Nel giro di pochi anni Google diventa il sito più visitato al mondo e l’azienda, oltre a occuparsi della catalogazione e indicizzazione delle risorse della rete, sviluppa servizi di e-mail, shopping online, traduzioni, video, foto, mappe, notizie, blogging, social network e lettura digitale.

Ma prima di Google la ricerca di dati passava attraverso AltaVista, realizzato dalla Digital Corporation (Dec) nei laboratori Palo Alto, in California, il 15 dicembre del 1995 con un successo davvero strepitoso: in un solo anno raggiunse i 25 milioni di utenti al mese!

AltaVista cambiò radicalmente il modo di cercare siti, fino ad allora infatti si usavano soprattutto le directory, cioè enormi elenchi di siti divisi per categoria, ma con l’arrivo dell’innovativo motore di ricerca per la prima volta si ebbe un’interfaccia di ricerca libera.

Oggi dopo 22 anni e in pena era digitale, e dove i motori di ricerca si sono ormai moltiplicati a dismisura, sorge una domanda: che fine ha fatto la nostra privacy. E se esiste ancora è in qualche modo tutelata?

Nel 2004, l’allora Garante per la Privacy, il professor Stefano Rodotà, nella sua relazione annuale ammoniva: «Emerge un legame profondo tra libertà, eguaglianza, democrazia, dignità e privacy, che ci impone di guardare a quest’ultima al di là della sua storica definizione come diritto ad essere lasciato solo. Senza una forte tutela delle loro informazioni, le persone rischiano sempre di più d’essere discriminate per le loro opinioni, credenze religiose, condizioni di salute: la privacy si presenta così come un elemento fondamentale della società dell’eguaglianza. Senza una forte tutela dei dati riguardanti i loro rapporti con le istituzioni o l’appartenenza a partiti, sindacati, associazioni, movimenti, i cittadini rischiano d’essere esclusi dai processi democratici: così la privacy diventa una condizione essenziale per essere inclusi nella società della partecipazione. Senza una forte tutela del “corpo elettronico”, dell’insieme delle informazioni raccolte sul nostro conto, la stessa libertà personale è in pericolo e si rafforzano le spinte verso la costruzione di una società della sorveglianza, della classificazione, della selezione sociale: diventa così evidente che la privacy è uno strumento necessario per salvaguardare la società della libertà. 

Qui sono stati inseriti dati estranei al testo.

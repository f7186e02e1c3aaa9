//! The value model every rule, operand and result is expressed in.

use indexmap::IndexMap;
use std::fmt;
use std::sync::Arc;

/// Ordered object storage. Equality ignores key order.
pub type Map = IndexMap<String, Value>;

/// Any JSON value, with a single numeric kind.
///
/// Containers are reference counted, so cloning a `Value` never deep-copies
/// and an updated copy (see [`Value::set_path`]) shares every subtree it did
/// not touch with the original.
#[derive(Debug, Clone, PartialEq, Default)]
pub enum Value {
    #[default]
    Null,
    Bool(bool),
    Number(f64),
    String(String),
    Array(Arc<Vec<Value>>),
    Object(Arc<Map>),
}

/// Shared `null` for lookups that need a borrowed fallback.
pub(crate) static NULL: Value = Value::Null;

/// The kind of a [`Value`], used by hard equality and error messages.
#[derive(Debug, Clone, Copy, PartialEq, Eq, Hash)]
pub enum Kind {
    Null,
    Bool,
    Number,
    String,
    Array,
    Object,
}

impl Kind {
    pub fn as_str(self) -> &'static str {
        match self {
            Kind::Null => "null",
            Kind::Bool => "boolean",
            Kind::Number => "number",
            Kind::String => "string",
            Kind::Array => "array",
            Kind::Object => "object",
        }
    }
}

impl fmt::Display for Kind {
    fn fmt(&self, f: &mut fmt::Formatter<'_>) -> fmt::Result {
        f.write_str(self.as_str())
    }
}

impl Value {
    pub fn kind(&self) -> Kind {
        match self {
            Value::Null => Kind::Null,
            Value::Bool(_) => Kind::Bool,
            Value::Number(_) => Kind::Number,
            Value::String(_) => Kind::String,
            Value::Array(_) => Kind::Array,
            Value::Object(_) => Kind::Object,
        }
    }

    pub fn is_null(&self) -> bool {
        matches!(self, Value::Null)
    }

    pub fn as_bool(&self) -> Option<bool> {
        match self {
            Value::Bool(b) => Some(*b),
            _ => None,
        }
    }

    pub fn as_f64(&self) -> Option<f64> {
        match self {
            Value::Number(n) => Some(*n),
            _ => None,
        }
    }

    pub fn as_str(&self) -> Option<&str> {
        match self {
            Value::String(s) => Some(s),
            _ => None,
        }
    }

    pub fn as_array(&self) -> Option<&[Value]> {
        match self {
            Value::Array(items) => Some(items),
            _ => None,
        }
    }

    pub fn as_object(&self) -> Option<&Map> {
        match self {
            Value::Object(map) => Some(map),
            _ => None,
        }
    }

    /// Builds an array value.
    pub fn array(items: Vec<Value>) -> Self {
        Value::Array(Arc::new(items))
    }

    /// Builds an object value.
    pub fn object(map: Map) -> Self {
        Value::Object(Arc::new(map))
    }

    /// If this value is a single-key object, returns the key and its value.
    ///
    /// Only such objects are operator invocations; any other object is data.
    pub fn as_operation(&self) -> Option<(&str, &Value)> {
        match self {
            Value::Object(map) if map.len() == 1 => {
                map.get_index(0).map(|(k, v)| (k.as_str(), v))
            }
            _ => None,
        }
    }

    /// Returns a copy of `self` with `value` stored at `path`.
    ///
    /// Missing or null intermediate members are created as empty objects.
    /// Only the objects along `path` are rebuilt; siblings stay shared with
    /// `self`. Returns the kind that blocked the update when the target, or a
    /// member along the path, is neither an object nor null.
    pub fn set_path(&self, path: &[&str], value: Value) -> Result<Value, Kind> {
        let mut root = self.clone();
        set_in(&mut root, path, value)?;
        Ok(root)
    }
}

fn set_in(target: &mut Value, path: &[&str], value: Value) -> Result<(), Kind> {
    let Some((head, rest)) = path.split_first() else {
        *target = value;
        return Ok(());
    };
    if target.is_null() {
        *target = Value::object(Map::new());
    }
    let Value::Object(map) = target else {
        return Err(target.kind());
    };
    // Copies this level only if it is still shared with the caller's tree.
    let map = Arc::make_mut(map);
    let slot = map.entry((*head).to_string()).or_insert(Value::Null);
    set_in(slot, rest, value)
}

impl From<bool> for Value {
    fn from(b: bool) -> Self {
        Value::Bool(b)
    }
}

impl From<f64> for Value {
    fn from(n: f64) -> Self {
        Value::Number(n)
    }
}

impl From<i64> for Value {
    fn from(n: i64) -> Self {
        Value::Number(n as f64)
    }
}

impl From<&str> for Value {
    fn from(s: &str) -> Self {
        Value::String(s.to_string())
    }
}

impl From<String> for Value {
    fn from(s: String) -> Self {
        Value::String(s)
    }
}

impl From<Vec<Value>> for Value {
    fn from(items: Vec<Value>) -> Self {
        Value::array(items)
    }
}

impl From<serde_json::Value> for Value {
    fn from(v: serde_json::Value) -> Self {
        match v {
            serde_json::Value::Null => Value::Null,
            serde_json::Value::Bool(b) => Value::Bool(b),
            serde_json::Value::Number(n) => Value::Number(n.as_f64().unwrap_or(0.0)),
            serde_json::Value::String(s) => Value::String(s),
            serde_json::Value::Array(items) => {
                Value::array(items.into_iter().map(Value::from).collect())
            }
            serde_json::Value::Object(map) => Value::object(
                map.into_iter()
                    .map(|(k, v)| (k, Value::from(v)))
                    .collect(),
            ),
        }
    }
}

/// Largest integer an `f64` holds exactly.
const MAX_SAFE_INTEGER: f64 = 9_007_199_254_740_991.0;

fn number_to_json(n: f64) -> serde_json::Value {
    if n.fract() == 0.0 && n.abs() <= MAX_SAFE_INTEGER {
        return serde_json::Value::Number(serde_json::Number::from(n as i64));
    }
    // NaN and infinities have no JSON form.
    serde_json::Number::from_f64(n)
        .map(serde_json::Value::Number)
        .unwrap_or(serde_json::Value::Null)
}

impl From<&Value> for serde_json::Value {
    fn from(v: &Value) -> Self {
        match v {
            Value::Null => serde_json::Value::Null,
            Value::Bool(b) => serde_json::Value::Bool(*b),
            Value::Number(n) => number_to_json(*n),
            Value::String(s) => serde_json::Value::String(s.clone()),
            Value::Array(items) => {
                serde_json::Value::Array(items.iter().map(serde_json::Value::from).collect())
            }
            Value::Object(map) => serde_json::Value::Object(
                map.iter()
                    .map(|(k, v)| (k.clone(), serde_json::Value::from(v)))
                    .collect(),
            ),
        }
    }
}

impl From<Value> for serde_json::Value {
    fn from(v: Value) -> Self {
        serde_json::Value::from(&v)
    }
}

impl fmt::Display for Value {
    fn fmt(&self, f: &mut fmt::Formatter<'_>) -> fmt::Result {
        write!(f, "{}", serde_json::Value::from(self))
    }
}
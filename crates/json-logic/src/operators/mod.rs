//! Operator definitions, one module per family.

pub mod arithmetic;
pub mod array;
pub mod branching;
pub mod comparison;
pub mod input;
pub mod log;
pub mod logical;
pub mod object;
pub mod string;

use crate::types::{operators_to_map, OperatorDefinition, OperatorMap};
use std::sync::Arc;

/// Every built-in operator.
pub fn all_operators() -> Vec<Arc<OperatorDefinition>> {
    let mut ops = Vec::new();
    ops.extend(input::operators());
    ops.extend(log::operators());
    ops.extend(logical::operators());
    ops.extend(branching::operators());
    ops.extend(comparison::operators());
    ops.extend(arithmetic::operators());
    ops.extend(string::operators());
    ops.extend(array::operators());
    ops.extend(object::operators());
    ops
}

/// Builds the operator map from all built-in operators.
pub fn operators_map() -> OperatorMap {
    operators_to_map(all_operators())
}
//! JSON logic rule evaluator.
//!
//! # Overview
//!
//! A rule is a JSON value. A single-key object `{"operator": operands}`
//! invokes an operator; every other value is a literal. Rules are applied to
//! a data document, which `var` paths read from.
//!
//! # Example
//!
//! ```
//! use json_logic::{apply, Value};
//! use serde_json::json;
//!
//! let rule = Value::from(json!({"if": [{"<": [{"var": "temp"}, 0]}, "freezing", "fine"]}));
//! let data = Value::from(json!({"temp": -4}));
//!
//! assert_eq!(apply(&rule, &data).unwrap(), Value::from("freezing"));
//! ```
//!
//! Rule and data text can be applied directly:
//!
//! ```
//! let result = json_logic::apply_json(r#"{"cat": ["a", {"var": "b"}]}"#, Some(r#"{"b": 1}"#));
//! assert_eq!(result.unwrap(), serde_json::json!("a1"));
//! ```

pub mod adaptor;
#[cfg(feature = "cli")]
pub mod cli;
pub mod engine;
pub mod error;
pub mod eval_ctx;
pub mod evaluate;
pub mod operators;
pub mod types;
pub mod util;
pub mod validate;
pub mod value;
pub mod vars;

pub use adaptor::{parse_data, parse_rule};
pub use engine::{JsonLogic, JsonLogicOptions};
pub use error::{Error, ValidationError};
pub use eval_ctx::EvalCtx;
pub use evaluate::evaluate;
pub use operators::operators_map;
pub use types::{Arity, OperatorDefinition, OperatorMap};
pub use value::{Kind, Map, Value};

use serde::de::DeserializeOwned;
use std::sync::OnceLock;

fn engine() -> &'static JsonLogic {
    static ENGINE: OnceLock<JsonLogic> = OnceLock::new();
    ENGINE.get_or_init(JsonLogic::default)
}

/// Applies `rule` to `data` with the built-in operators.
pub fn apply(rule: &Value, data: &Value) -> Result<Value, Error> {
    engine().apply(rule, data)
}

pub fn validate(rule: &Value) -> Result<(), ValidationError> {
    engine().validate(rule)
}

pub fn is_valid(rule: &Value) -> bool {
    engine().is_valid(rule)
}

/// Applies rule text to optional data text. See [`JsonLogic::apply_json`].
pub fn apply_json(rule: &str, data: Option<&str>) -> Result<serde_json::Value, Error> {
    engine().apply_json(rule, data)
}

pub fn apply_into<T: DeserializeOwned>(rule: &str, data: Option<&str>) -> Result<T, Error> {
    engine().apply_into(rule, data)
}

pub fn is_valid_json(rule: &str) -> bool {
    engine().is_valid_json(rule)
}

Senza una resistenza continua – chiosava Rodotà – alle micro-violazioni, ai controlli continui, capillari, oppressivi o invisibili che invadono la stessa vita quotidiana, ci ritroviamo nudi e deboli di fronte a poteri pubblici e privati: la privacy si specifica così come una componente ineliminabile della società della dignità».

E proseguiva «Le maglie dei sistemi di controllo basati sulla continua raccolta di informazioni personali sembrano farsi sempre più strette. Si tratta di una vicenda che il Garante ha sempre analizzato e seguito nelle sue manifestazioni più significative. Possiamo ben dire d’essere stati i primi in Italia a richiamare l’attenzione su temi come la videosorveglianza, la conservazione dei dati del traffico telefonico, i dati genetici, l’inserimento nel corpo di chip elettronici. 

Allarmi ingiustificati, forzature catastrofistiche?».

A voi l’ardua sentenza…. 

E per chi lo utilizza: buon Google a tutte e tutti!